▸ **What this task involves**
For every line in the records below that holds "kebab", make a copy.
Segment Start: Data records
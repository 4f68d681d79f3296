//! WebSocket event DTOs.
//!
//! Every frame is a JSON object tagged by `type` with camelCase fields.

use serde::{Deserialize, Serialize};
use serde_json::Value;

/// Events sent by clients.
#[derive(Debug, Clone, PartialEq, Serialize, Deserialize)]
#[serde(tag = "type", rename_all = "kebab-case")]
pub enum ClientMessage {
    InitPlayer(InitPlayerPayload),
    #[serde(alias = "update")]
    Move(MovePayload),
    #[serde(alias = "hit-coin")]
    Claim(ClaimPayload),
}

/// Requested start state. Numeric fields may be numbers or numeric strings.
#[derive(Debug, Clone, Default, PartialEq, Serialize, Deserialize)]
#[serde(rename_all = "camelCase")]
pub struct InitPlayerPayload {
    #[serde(default)]
    pub x: Option<Value>,
    #[serde(default)]
    pub y: Option<Value>,
    #[serde(default)]
    pub score: Option<Value>,
}

/// Proposed player state. `id` is accepted for compatibility and ignored.
#[derive(Debug, Clone, Default, PartialEq, Serialize, Deserialize)]
#[serde(rename_all = "camelCase")]
pub struct MovePayload {
    #[serde(default)]
    pub id: Option<Value>,
    #[serde(default)]
    pub x: Option<Value>,
    #[serde(default)]
    pub y: Option<Value>,
    #[serde(default)]
    pub score: Option<Value>,
}

#[derive(Debug, Clone, PartialEq, Serialize, Deserialize)]
#[serde(rename_all = "camelCase")]
pub struct ClaimPayload {
    pub player_id: String,
    #[serde(alias = "coinId")]
    pub collectible_id: u64,
}

/// Events sent by the server.
#[derive(Debug, Clone, PartialEq, Eq, Serialize, Deserialize)]
#[serde(
    tag = "type",
    rename_all = "kebab-case",
    rename_all_fields = "camelCase"
)]
pub enum ServerMessage {
    Init {
        id: String,
        players: Vec<PlayerDto>,
        collectible: Option<CollectibleDto>,
        #[serde(default, skip_serializing_if = "Option::is_none")]
        winner_id: Option<String>,
    },
    NewPlayer(PlayerDto),
    PlayerUpdated(PlayerDto),
    PlayerRemoved {
        id: String,
    },
    NewCollectible {
        collectible: CollectibleDto,
        player_id: String,
        players: Vec<PlayerDto>,
    },
    GameOver {
        winner_id: String,
    },
}

#[derive(Debug, Clone, PartialEq, Eq, Serialize, Deserialize)]
#[serde(rename_all = "camelCase")]
pub struct PlayerDto {
    pub id: String,
    pub x: i64,
    pub y: i64,
    pub score: u32,
}

#[derive(Debug, Clone, PartialEq, Eq, Serialize, Deserialize)]
#[serde(rename_all = "camelCase")]
pub struct CollectibleDto {
    pub id: u64,
    pub x: i64,
    pub y: i64,
    pub value: u32,
}
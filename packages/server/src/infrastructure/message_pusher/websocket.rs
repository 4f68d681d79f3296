//! WebSocket を使った MessagePusher 実装
//!
//! ## 責務
//!
//! - 接続ごとの `UnboundedSender` を管理
//! - `GameEvent` を JSON テキストフレームにエンコードして送信（push_to, broadcast）
//!
//! ## 設計ノート
//!
//! WebSocket の生成は UI 層（`ui/handler/websocket.rs`）で行われます。
//! この実装は生成された `UnboundedSender` を受け取り、イベント送信に使用します。

use std::{collections::HashMap, sync::Arc};

use async_trait::async_trait;
use tokio::sync::Mutex;

use crate::{
    domain::{GameEvent, MessagePushError, MessagePusher, PlayerId, PusherChannel},
    infrastructure::dto::websocket::ServerMessage,
};

/// WebSocket を使った MessagePusher 実装
///
/// ## 使用例
///
/// ```ignore
/// let clients = Arc::new(Mutex::new(HashMap::new()));
/// let pusher = WebSocketMessagePusher::new(clients.clone());
///
/// pusher.push_to(&player_id, &GameEvent::PlayerRemoved(other_id)).await?;
/// ```
pub struct WebSocketMessagePusher {
    /// 接続中のクライアントの WebSocket sender
    ///
    /// Key: player_id (String)
    /// Value: PusherChannel
    clients: Arc<Mutex<HashMap<String, PusherChannel>>>,
}

impl WebSocketMessagePusher {
    /// 新しい WebSocketMessagePusher を作成
    pub fn new(clients: Arc<Mutex<HashMap<String, PusherChannel>>>) -> Self {
        Self { clients }
    }

    fn encode(event: &GameEvent) -> Result<String, MessagePushError> {
        serde_json::to_string(&ServerMessage::from(event))
            .map_err(|e| MessagePushError::EncodeFailed(e.to_string()))
    }
}

#[async_trait]
impl MessagePusher for WebSocketMessagePusher {
    async fn register_client(&self, player_id: PlayerId, sender: PusherChannel) {
        let mut clients = self.clients.lock().await;
        clients.insert(player_id.as_str().to_string(), sender);
        tracing::debug!("Client '{}' registered to MessagePusher", player_id);
    }

    async fn unregister_client(&self, player_id: &PlayerId) {
        let mut clients = self.clients.lock().await;
        clients.remove(player_id.as_str());
        tracing::debug!("Client '{}' unregistered from MessagePusher", player_id);
    }

    async fn connected_clients(&self) -> Vec<PlayerId> {
        let clients = self.clients.lock().await;
        clients
            .keys()
            .filter_map(|id| PlayerId::new(id.clone()).ok())
            .collect()
    }

    async fn push_to(
        &self,
        player_id: &PlayerId,
        event: &GameEvent,
    ) -> Result<(), MessagePushError> {
        let content = Self::encode(event)?;
        let clients = self.clients.lock().await;

        let sender = clients
            .get(player_id.as_str())
            .ok_or_else(|| MessagePushError::ClientNotFound(player_id.as_str().to_string()))?;
        sender
            .send(content)
            .map_err(|e| MessagePushError::PushFailed(e.to_string()))?;
        tracing::debug!("Pushed '{}' to client '{}'", event.name(), player_id);
        Ok(())
    }

    async fn broadcast(
        &self,
        targets: Vec<PlayerId>,
        event: &GameEvent,
    ) -> Result<(), MessagePushError> {
        let content = Self::encode(event)?;
        let clients = self.clients.lock().await;

        for target in targets {
            if let Some(sender) = clients.get(target.as_str()) {
                // ブロードキャストでは一部の送信失敗を許容
                if let Err(e) = sender.send(content.clone()) {
                    tracing::warn!(
                        "Failed to push '{}' to client '{}': {}",
                        event.name(),
                        target,
                        e
                    );
                } else {
                    tracing::debug!("Broadcasted '{}' to client '{}'", event.name(), target);
                }
            } else {
                tracing::warn!("Client '{}' not found during broadcast, skipping", target);
            }
        }

        Ok(())
    }
}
Segment End: Data records
▸ **Answer to the problem**
#[serde(tag = "type", rename_all = "kebab-case")]
    rename_all = "kebab-case",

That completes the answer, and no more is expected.